2040年に予想される大学進学者数は51万人にとどまります。これは2017年時点の8割です。つまり現状のまま推移すると、大学の収入は2割減少となり、経営力の弱い大学は破綻することになります。
これを打開するには、入学者数を増やす、または授業料以外の収入を探す、という手しかありません。

●あらかじめ示された検討事項
文科省はもちろん質の高い教育サービスを学生に提供することをめざしているはずですが、同時に高等教育機関(特に大学)の経営を健全に維持・発展させる役割も兼ねています。
この手の諮問は、だいたいが文科省当局が進めたい施策を外部有識者の口を借りて公式化するものなので、ほぼシナリオができあがっています。
昨年9月の諮問時にはすでに文科省より主な検討事項が4つほど提示されています。大雑把な書き方となりますが、次のようなものです。
(1)これから社会が求める人材をどんどん育成すること
(2)入学者数減少に備えて教育課程や学部構成を変えること
(3)国立、公立、私立、短大、高専、専門職大学、専門学校はそれぞれの役割を明確にし、それをしっかり果たすこと
(4)民間企業からの投資等、多様な財源を考えること

●できることは限られる
文科省が取り得る政策手段としては、学生定員やカリキュラム認定の制度、運営費交付金(私大補助金含む)や競争的研究資金の調整、入試制度等の見直し等がありますが、いずれも間接的なものです。どれか一つの政策によって、たちどころに大学進学率が高まったり、研究競争力が増加するわけではありません。
今回の中間まとめ(案)においては、外国人や社会人の大学入学の促進、大学を相互比較できる情報公表、教育機関の役割分担の見直し、規模の適正化(統合・再編・縮小・撤退含む)、といった提案がいくつかの軸に整理されています。これらが総体として高等教育の土台をバランスよく底上げしていくことが求められます。
どの提案も現実の教育運営から見るとかなり厳しい道筋が示されています。しかし、少子化が進行するスピードから見て、残された時間はあまりありません。大学はじめ高等教育機関の覚悟が求められます。

●卒業証書の期限
人が成人してからおよそ50年くらいの社会生活が続きます。これからの時代は、50年の間に社会環境の変化に合わせて自分の能力を磨き直すことが何度も必要になるでしょう。若いうちの基礎の学び、成熟してからの学び直し、のいずれにおいても、高等教育機関の役割は大きいと思います。
われわれ自身の学歴に対する考え方も見直すべきでしょうね。
こういう事をこういう形で学びたい、という自分の要求を明確にし、それに大学はじめ高等教育機関が応じられるようになることが理想です。
特に高校から大学へ進学しようとするとき、どの大学を選ぶかが第一の関門となります。居住地の近くか、都会か、どの専門課程か等々、たくさんの選択肢があります。もちろん学費も重要な話です。
しかし、昔のように、どこでもよいから学校卒業の肩書だけ取れば、後はなんとかなる、という発想はもう捨てるべきでしょう。今や、学歴の保証期限は短くなっています。社会に出たときに、せいぜい梯子の一段目を上がれるくらいの価値ですし、その梯子もいつ倒れるか心配しなければなりません。卒業証書にかけた費用をいつ回収できるか、という観点も必要となります。

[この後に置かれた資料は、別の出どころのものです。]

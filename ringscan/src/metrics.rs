use serde::Serialize;
use std::sync::atomic::{AtomicU64, Ordering};
use tracing::{debug, info};

/// Counters shared by every worker of a run
#[derive(Debug, Default)]
pub struct PipelineMetrics {
    lines_read: AtomicU64,
    items_consumed: AtomicU64,
    matches: AtomicU64,
    lines_truncated: AtomicU64,

    // Times a worker parked on a condition variable
    producer_waits: AtomicU64,
    consumer_waits: AtomicU64,
}

impl PipelineMetrics {
    pub fn new() -> Self {
        Self::default()
    }

    /// Records a line taken from the source
    pub fn record_line_read(&self) {
        self.lines_read.fetch_add(1, Ordering::Relaxed);
    }

    /// Records a line removed from the buffer, and whether it matched
    pub fn record_consumed(&self, matched: bool) {
        self.items_consumed.fetch_add(1, Ordering::Relaxed);
        if matched {
            self.matches.fetch_add(1, Ordering::Relaxed);
        }
    }

    /// Records a line cut to the length limit. Returns the running total.
    pub fn record_truncation(&self) -> u64 {
        let total = self.lines_truncated.fetch_add(1, Ordering::Relaxed) + 1;
        debug!("Cut a line at the length limit, {} so far", total);
        total
    }

    /// Records a producer blocking on a full buffer
    pub fn record_producer_wait(&self) {
        self.producer_waits.fetch_add(1, Ordering::Relaxed);
    }

    /// Records a consumer blocking on an empty buffer
    pub fn record_consumer_wait(&self) {
        self.consumer_waits.fetch_add(1, Ordering::Relaxed);
    }

    pub fn get_stats(&self) -> PipelineStats {
        PipelineStats {
            lines_read: self.lines_read.load(Ordering::Relaxed),
            items_consumed: self.items_consumed.load(Ordering::Relaxed),
            matches: self.matches.load(Ordering::Relaxed),
            lines_truncated: self.lines_truncated.load(Ordering::Relaxed),
            producer_waits: self.producer_waits.load(Ordering::Relaxed),
            consumer_waits: self.consumer_waits.load(Ordering::Relaxed),
        }
    }

    pub fn log_stats(&self) {
        let stats = self.get_stats();
        info!(
            "Pipeline stats:\n\
             Lines read: {}\n\
             Items consumed: {}\n\
             Matches: {}\n\
             Lines truncated: {}\n\
             Waits (producer full/consumer empty): {}/{}",
            stats.lines_read,
            stats.items_consumed,
            stats.matches,
            stats.lines_truncated,
            stats.producer_waits,
            stats.consumer_waits
        );
    }
}

/// Point-in-time copy of [`PipelineMetrics`]
#[derive(Debug, Clone, Copy, Default, PartialEq, Eq, Serialize)]
pub struct PipelineStats {
    pub lines_read: u64,
    pub items_consumed: u64,
    pub matches: u64,
    pub lines_truncated: u64,
    pub producer_waits: u64,
    pub consumer_waits: u64,
}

先日の東京都知事選挙では、現職都知事の学歴詐称問題が取り沙汰されていました。結果を見るかぎり、学歴などどうでもよさそうです。■

※1 合同会議配付資料4-1 https://www.mext.go.jp/content/20240719-koutou02-000037145_6.pdf
※2 高等教育の在り方に関する特別部会(第1回)資料3-1 https://www.mext.go.jp/content/20231129-koutou02-000033024-5.pdf

Follow me!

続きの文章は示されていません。